Your goal:
Lines from the top of the entries through the line that has "fn day_counter(&self) -> &dyn DayCounter;" must be duplicated exactly, and no others.

Provided material:
◆ ◆ ◆ ◆ ◆

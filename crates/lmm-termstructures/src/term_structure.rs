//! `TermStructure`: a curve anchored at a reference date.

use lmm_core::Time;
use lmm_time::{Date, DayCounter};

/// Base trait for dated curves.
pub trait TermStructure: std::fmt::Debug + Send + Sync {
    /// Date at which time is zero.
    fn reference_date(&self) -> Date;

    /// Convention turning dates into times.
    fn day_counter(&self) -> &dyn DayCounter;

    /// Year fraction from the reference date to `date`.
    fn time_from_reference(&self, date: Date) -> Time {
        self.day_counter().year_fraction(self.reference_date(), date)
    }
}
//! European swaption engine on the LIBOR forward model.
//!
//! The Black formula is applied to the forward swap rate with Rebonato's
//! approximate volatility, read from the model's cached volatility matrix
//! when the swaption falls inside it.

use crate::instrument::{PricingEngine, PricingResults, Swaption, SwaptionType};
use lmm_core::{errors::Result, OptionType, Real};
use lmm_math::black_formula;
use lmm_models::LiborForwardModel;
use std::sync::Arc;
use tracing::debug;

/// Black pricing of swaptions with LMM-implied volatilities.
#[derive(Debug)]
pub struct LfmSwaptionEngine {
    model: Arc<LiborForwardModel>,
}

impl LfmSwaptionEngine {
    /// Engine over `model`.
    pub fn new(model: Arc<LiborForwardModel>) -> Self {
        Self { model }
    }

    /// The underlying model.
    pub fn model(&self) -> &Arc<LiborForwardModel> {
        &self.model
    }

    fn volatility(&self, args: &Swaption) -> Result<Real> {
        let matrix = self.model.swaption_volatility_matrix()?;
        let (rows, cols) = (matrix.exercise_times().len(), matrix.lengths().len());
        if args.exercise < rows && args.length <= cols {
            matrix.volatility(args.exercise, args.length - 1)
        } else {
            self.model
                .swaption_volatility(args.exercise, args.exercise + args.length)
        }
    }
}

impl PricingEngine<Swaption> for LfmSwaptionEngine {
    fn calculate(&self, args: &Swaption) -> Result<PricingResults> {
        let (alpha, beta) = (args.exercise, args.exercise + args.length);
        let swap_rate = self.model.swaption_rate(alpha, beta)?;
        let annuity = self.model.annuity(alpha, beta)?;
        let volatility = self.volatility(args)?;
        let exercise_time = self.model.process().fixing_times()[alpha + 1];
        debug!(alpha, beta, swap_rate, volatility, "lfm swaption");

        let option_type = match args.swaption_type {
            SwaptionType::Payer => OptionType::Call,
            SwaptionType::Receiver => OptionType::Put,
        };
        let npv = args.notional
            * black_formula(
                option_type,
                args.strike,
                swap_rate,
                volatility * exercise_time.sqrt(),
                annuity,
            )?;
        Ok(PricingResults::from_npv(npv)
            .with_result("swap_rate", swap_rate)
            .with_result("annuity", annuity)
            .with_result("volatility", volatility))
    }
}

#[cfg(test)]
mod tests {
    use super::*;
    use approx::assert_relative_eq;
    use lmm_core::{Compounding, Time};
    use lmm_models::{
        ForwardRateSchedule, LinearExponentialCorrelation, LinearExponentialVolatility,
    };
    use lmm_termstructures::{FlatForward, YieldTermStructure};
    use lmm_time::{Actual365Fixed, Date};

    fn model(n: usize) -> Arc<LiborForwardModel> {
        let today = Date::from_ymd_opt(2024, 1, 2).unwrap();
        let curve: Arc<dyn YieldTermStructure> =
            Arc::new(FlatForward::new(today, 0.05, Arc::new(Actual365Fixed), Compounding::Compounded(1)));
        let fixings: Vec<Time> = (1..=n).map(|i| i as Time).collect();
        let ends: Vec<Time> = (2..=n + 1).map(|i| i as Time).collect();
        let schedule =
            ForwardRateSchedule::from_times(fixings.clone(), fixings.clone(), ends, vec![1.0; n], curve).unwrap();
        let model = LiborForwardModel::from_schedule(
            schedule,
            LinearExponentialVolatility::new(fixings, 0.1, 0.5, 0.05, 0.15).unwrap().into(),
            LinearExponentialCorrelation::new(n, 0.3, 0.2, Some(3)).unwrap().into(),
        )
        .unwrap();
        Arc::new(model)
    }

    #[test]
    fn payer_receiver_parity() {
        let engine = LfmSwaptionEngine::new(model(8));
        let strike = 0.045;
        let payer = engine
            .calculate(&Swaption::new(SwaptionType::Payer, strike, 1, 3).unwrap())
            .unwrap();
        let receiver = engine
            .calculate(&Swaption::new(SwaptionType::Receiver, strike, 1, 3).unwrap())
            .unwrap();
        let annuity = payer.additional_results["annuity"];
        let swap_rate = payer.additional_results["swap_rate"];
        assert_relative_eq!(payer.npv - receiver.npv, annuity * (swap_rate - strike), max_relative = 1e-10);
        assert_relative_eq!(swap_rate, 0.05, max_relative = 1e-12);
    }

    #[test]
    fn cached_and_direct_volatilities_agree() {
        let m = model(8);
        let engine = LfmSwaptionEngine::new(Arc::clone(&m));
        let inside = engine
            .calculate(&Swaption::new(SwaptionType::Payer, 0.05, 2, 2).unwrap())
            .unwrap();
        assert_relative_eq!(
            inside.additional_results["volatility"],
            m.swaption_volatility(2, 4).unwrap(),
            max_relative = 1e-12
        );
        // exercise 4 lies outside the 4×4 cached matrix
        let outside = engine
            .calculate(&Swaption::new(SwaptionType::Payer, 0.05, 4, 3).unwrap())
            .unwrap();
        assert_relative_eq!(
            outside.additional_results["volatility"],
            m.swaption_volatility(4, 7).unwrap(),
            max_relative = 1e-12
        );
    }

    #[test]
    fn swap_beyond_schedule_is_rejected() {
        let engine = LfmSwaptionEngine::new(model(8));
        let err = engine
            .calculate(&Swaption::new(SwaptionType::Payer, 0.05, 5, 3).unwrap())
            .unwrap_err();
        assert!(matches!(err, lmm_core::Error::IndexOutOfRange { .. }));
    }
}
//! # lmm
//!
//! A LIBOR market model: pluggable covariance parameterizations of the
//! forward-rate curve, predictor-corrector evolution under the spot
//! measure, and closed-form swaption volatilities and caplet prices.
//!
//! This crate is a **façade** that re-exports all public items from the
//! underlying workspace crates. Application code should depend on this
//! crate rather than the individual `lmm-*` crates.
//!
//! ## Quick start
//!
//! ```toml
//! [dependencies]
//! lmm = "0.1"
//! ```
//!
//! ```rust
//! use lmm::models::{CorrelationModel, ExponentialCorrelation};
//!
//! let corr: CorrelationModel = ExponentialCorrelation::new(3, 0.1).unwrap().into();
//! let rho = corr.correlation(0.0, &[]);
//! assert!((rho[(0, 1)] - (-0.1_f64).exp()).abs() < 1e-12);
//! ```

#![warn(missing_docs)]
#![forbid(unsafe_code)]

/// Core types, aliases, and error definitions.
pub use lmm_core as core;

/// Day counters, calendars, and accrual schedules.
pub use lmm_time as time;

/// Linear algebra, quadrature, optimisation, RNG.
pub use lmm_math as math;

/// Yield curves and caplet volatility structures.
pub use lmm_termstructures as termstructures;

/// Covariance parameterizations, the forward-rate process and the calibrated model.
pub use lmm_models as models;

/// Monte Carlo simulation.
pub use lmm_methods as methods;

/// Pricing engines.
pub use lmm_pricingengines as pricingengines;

◆ ◆ ◆ ◆ ◆

Response to this task:
filename crates/lmm-termstructures/src/term_structure.rs
//! `TermStructure`: a curve anchored at a reference date.

use lmm_core::Time;
use lmm_time::{Date, DayCounter};

/// Base trait for dated curves.
pub trait TermStructure: std::fmt::Debug + Send + Sync {
    /// Date at which time is zero.
    fn reference_date(&self) -> Date;

    /// Convention turning dates into times.
    fn day_counter(&self) -> &dyn DayCounter;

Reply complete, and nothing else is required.